▸ What you need to do:
Reproduce the entries below exactly, but only from the line containing "impl Related<super::request_for_quotation_suppliers::Entity> for" to the line containing "use serde::Serialize;", inclusive.

[Given records]

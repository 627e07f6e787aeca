//! Delivery timeliness metrics.
//!
//! Receipts are matched to the order lines they fulfil. A receipt is on
//! time when it was posted on or before the order line's schedule date.

use chrono::NaiveDate;
use rust_decimal::Decimal;
use sea_orm::{
    ColumnTrait, ConnectionTrait, EntityTrait, FromQueryResult, JoinType, PaginatorTrait,
    QueryFilter, QuerySelect, RelationTrait,
};
use tracing::instrument;

use super::{count, days, orders, require_supplier};
use crate::{
    entities::{
        purchase_order_items, purchase_orders, purchase_receipt_items, purchase_receipts,
        DocStatus,
    },
    errors::ServiceError,
    period::ScorecardPeriod,
};

/// A submitted receipt line joined to the order line it fulfils.
#[derive(Debug, Clone, FromQueryResult)]
pub struct LinkedReceiptLine {
    pub schedule_date: NaiveDate,
    pub posting_date: NaiveDate,
    pub ordered_qty: Decimal,
    pub accepted_qty: Decimal,
    pub base_amount: Decimal,
}

impl LinkedReceiptLine {
    pub fn is_on_time(&self) -> bool {
        self.posting_date <= self.schedule_date
    }

    /// Days between the schedule date and the posting date; negative when
    /// the goods arrived early.
    pub fn days_late(&self) -> i64 {
        (self.posting_date - self.schedule_date).num_days()
    }
}

/// Receipt lines matched to the supplier's order lines scheduled in the period.
pub(crate) async fn linked_receipt_lines<C>(
    db: &C,
    period: &ScorecardPeriod,
) -> Result<Vec<LinkedReceiptLine>, ServiceError>
where
    C: ConnectionTrait,
{
    purchase_receipt_items::Entity::find()
        .select_only()
        .column_as(purchase_order_items::Column::ScheduleDate, "schedule_date")
        .column_as(purchase_receipts::Column::PostingDate, "posting_date")
        .column_as(purchase_order_items::Column::Qty, "ordered_qty")
        .column_as(purchase_receipt_items::Column::Qty, "accepted_qty")
        .column_as(purchase_receipt_items::Column::BaseAmount, "base_amount")
        .join(
            JoinType::InnerJoin,
            purchase_receipt_items::Relation::PurchaseReceipt.def(),
        )
        .join(
            JoinType::InnerJoin,
            purchase_receipt_items::Relation::PurchaseOrderItem.def(),
        )
        .join(
            JoinType::InnerJoin,
            purchase_order_items::Relation::PurchaseOrder.def(),
        )
        .filter(purchase_orders::Column::Supplier.eq(period.supplier.as_str()))
        .filter(purchase_order_items::Column::ScheduleDate.between(period.start_date, period.end_date))
        .filter(purchase_receipt_items::Column::Docstatus.eq(DocStatus::Submitted))
        .into_model::<LinkedReceiptLine>()
        .all(db)
        .await
        .map_err(ServiceError::db_error)
}

/// Submitted order lines scheduled to arrive in the period.
#[instrument(skip(db))]
pub async fn total_shipments<C>(db: &C, period: &ScorecardPeriod) -> Result<Decimal, ServiceError>
where
    C: ConnectionTrait,
{
    require_supplier(db, &period.supplier).await?;

    let n = orders::scheduled_lines(period)
        .filter(purchase_order_items::Column::Docstatus.eq(DocStatus::Submitted))
        .count(db)
        .await
        .map_err(ServiceError::db_error)?;

    Ok(Decimal::from(n))
}

#[instrument(skip(db))]
pub async fn total_cost_of_shipments<C>(
    db: &C,
    period: &ScorecardPeriod,
) -> Result<Decimal, ServiceError>
where
    C: ConnectionTrait,
{
    require_supplier(db, &period.supplier).await?;

    let lines = orders::scheduled_lines(period)
        .filter(purchase_order_items::Column::Docstatus.eq(DocStatus::Submitted))
        .all(db)
        .await
        .map_err(ServiceError::db_error)?;

    Ok(lines.iter().map(|l| l.base_amount).sum())
}

#[instrument(skip(db))]
pub async fn cost_of_on_time_shipments<C>(
    db: &C,
    period: &ScorecardPeriod,
) -> Result<Decimal, ServiceError>
where
    C: ConnectionTrait,
{
    require_supplier(db, &period.supplier).await?;

    let lines = linked_receipt_lines(db, period).await?;
    Ok(lines
        .iter()
        .filter(|l| l.is_on_time())
        .map(|l| l.base_amount)
        .sum())
}

/// Total cost minus on-time cost. Goes negative when receipts of an
/// on-time line are valued above the order line.
#[instrument(skip(db))]
pub async fn cost_of_delayed_shipments<C>(
    db: &C,
    period: &ScorecardPeriod,
) -> Result<Decimal, ServiceError>
where
    C: ConnectionTrait,
{
    let total = total_cost_of_shipments(db, period).await?;
    let on_time = cost_of_on_time_shipments(db, period).await?;
    Ok(total - on_time)
}

/// Receipt lines that delivered the full ordered quantity on time.
#[instrument(skip(db))]
pub async fn on_time_shipments<C>(db: &C, period: &ScorecardPeriod) -> Result<Decimal, ServiceError>
where
    C: ConnectionTrait,
{
    require_supplier(db, &period.supplier).await?;

    let lines = linked_receipt_lines(db, period).await?;
    Ok(count(
        lines
            .iter()
            .filter(|l| l.is_on_time() && l.ordered_qty == l.accepted_qty)
            .count(),
    ))
}

#[instrument(skip(db))]
pub async fn late_shipments<C>(db: &C, period: &ScorecardPeriod) -> Result<Decimal, ServiceError>
where
    C: ConnectionTrait,
{
    let total = total_shipments(db, period).await?;
    let on_time = on_time_shipments(db, period).await?;
    Ok(total - on_time)
}

/// Item-days late: late receipts weighted by accepted quantity, plus order
/// lines still open at period end weighted by their outstanding quantity.
///
/// A line that was partially received late and is still open contributes
/// to both halves, so this over-counts such lines.
#[instrument(skip(db))]
pub async fn total_days_late<C>(db: &C, period: &ScorecardPeriod) -> Result<Decimal, ServiceError>
where
    C: ConnectionTrait,
{
    require_supplier(db, &period.supplier).await?;

    let late: Decimal = linked_receipt_lines(db, period)
        .await?
        .iter()
        .filter(|l| !l.is_on_time())
        .map(|l| days(l.days_late()) * l.accepted_qty)
        .sum();

    let overdue: Decimal = orders::open_lines(db, period)
        .await?
        .iter()
        .map(|l| days((period.end_date - l.schedule_date).num_days()) * (l.qty - l.received_qty))
        .sum();

    Ok(late + overdue)
}
use chrono::NaiveDate;
use sea_orm::entity::prelude::*;
use serde::{Deserialize, Serialize};

use super::DocStatus;

#[derive(Clone, Debug, PartialEq, Eq, DeriveEntityModel, Serialize, Deserialize)]
#[sea_orm(table_name = "request_for_quotations")]
pub struct Model {
    #[sea_orm(primary_key, auto_increment = false)]
    pub name: String,
    pub transaction_date: NaiveDate,
    pub docstatus: DocStatus,
}

#[derive(Copy, Clone, Debug, EnumIter, DeriveRelation)]
pub enum Relation {
    #[sea_orm(has_many = "super::request_for_quotation_items::Entity")]
    Items,
    #[sea_orm(has_many = "super::request_for_quotation_suppliers::Entity")]
    Suppliers,
}

impl Related<super::request_for_quotation_items::Entity> for Entity {
    fn to() -> RelationDef {
        Relation::Items.def()
    }
}

impl Related<super::request_for_quotation_suppliers::Entity> for Entity {
    fn to() -> RelationDef {
        Relation::Suppliers.def()
    }
}

impl ActiveModelBehavior for ActiveModel {}
use sea_orm::error::DbErr;
use serde::Serialize;

#[derive(Debug, thiserror::Error, Serialize)]
pub enum ServiceError {
    #[error("Database error: {0}")]
    DatabaseError(
        #[from]
        #[serde(skip)]
        sea_orm::error::DbErr,
    ),

    #[error("Not found: {0}")]
    NotFound(String),

    #[error("Validation error: {0}")]
    ValidationError(String),

    /// A scorecard variable path names neither a catalogue metric nor a
    /// resolvable dotted attribute.
    #[error("Could not find path for {0}")]
    UnresolvablePath(String),

    #[error("Supplier '{0}' does not exist in Supplier Score List. Please select a created supplier")]
    MissingSupplierScore(String),

    #[error("Supplier {0} not found")]
    SupplierNotFound(String),

    #[error("Invalid input: {0}")]
    InvalidInput(String),

    #[error("Internal error: {0}")]
    InternalError(String),

    #[error("Other error: {0}")]
    Other(
        #[from]
        #[serde(skip)]
        anyhow::Error,
    ),
}

impl From<validator::ValidationErrors> for ServiceError {
    fn from(err: validator::ValidationErrors) -> Self {
        ServiceError::ValidationError(err.to_string())
    }
}

pub trait IntoDbErr {
    fn into_db_err(self) -> DbErr;
}

impl IntoDbErr for DbErr {
    fn into_db_err(self) -> DbErr {
        self
    }
}

impl IntoDbErr for String {
    fn into_db_err(self) -> DbErr {
        DbErr::Custom(self)
    }
}

impl IntoDbErr for &str {
    fn into_db_err(self) -> DbErr {
        DbErr::Custom(self.to_string())
    }
}

impl ServiceError {
    /// Generic constructor that normalizes any supported database error input.
    pub fn db_error<E: IntoDbErr>(error: E) -> Self {
        ServiceError::DatabaseError(error.into_db_err())
    }

    /// Whether the error should block a configuration save rather than
    /// signal an infrastructure fault.
    pub fn is_validation(&self) -> bool {
        matches!(
            self,
            Self::ValidationError(_)
                | Self::UnresolvablePath(_)
                | Self::MissingSupplierScore(_)
                | Self::SupplierNotFound(_)
                | Self::InvalidInput(_)
        )
    }

    /// Short machine-readable code, used by the CLI's JSON output.
    pub fn code(&self) -> &'static str {
        match self {
            Self::DatabaseError(_) => "database_error",
            Self::NotFound(_) => "not_found",
            Self::ValidationError(_) => "validation_error",
            Self::UnresolvablePath(_) => "variable_path_not_found",
            Self::MissingSupplierScore(_) => "supplier_score_not_found",
            Self::SupplierNotFound(_) => "supplier_not_found",
            Self::InvalidInput(_) => "invalid_input",
            Self::InternalError(_) | Self::Other(_) => "internal_error",
        }
    }
}

// Result extensions for easier error handling
pub trait ResultExt<T> {
    fn map_err_to_service(self) -> Result<T, ServiceError>;
}

impl<T, E> ResultExt<T> for Result<T, E>
where
    E: Into<ServiceError>,
{
    fn map_err_to_service(self) -> Result<T, ServiceError> {
        self.map_err(|e| e.into())
    }
}

#[cfg(test)]
mod tests {
    use super::*;

    #[test]
    fn unresolvable_path_message_names_the_path() {
        let err = ServiceError::UnresolvablePath("not_a_real_function".into());
        assert_eq!(err.to_string(), "Could not find path for not_a_real_function");
        assert_eq!(err.code(), "variable_path_not_found");
    }

    #[test]
    fn missing_score_message_names_the_supplier() {
        let err = ServiceError::MissingSupplierScore("S2".into());
        assert!(err.to_string().contains("'S2'"));
        assert!(err.is_validation());
    }

    #[test]
    fn database_errors_are_not_validation_failures() {
        let err = ServiceError::db_error("connection reset");
        assert!(!err.is_validation());
        assert_eq!(err.code(), "database_error");
        assert!(matches!(err, ServiceError::DatabaseError(DbErr::Custom(_))));
    }

    #[test]
    fn result_ext_converts_db_errors() {
        let res: Result<(), DbErr> = Err(DbErr::RecordNotFound("x".into()));
        let mapped = res.map_err_to_service();
        assert!(matches!(mapped, Err(ServiceError::DatabaseError(_))));
    }
}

[/Given records]

▸ Result of this exercise:
impl Related<super::request_for_quotation_suppliers::Entity> for Entity {
    fn to() -> RelationDef {
        Relation::Suppliers.def()
    }
}

impl ActiveModelBehavior for ActiveModel {}
use sea_orm::error::DbErr;
use serde::Serialize;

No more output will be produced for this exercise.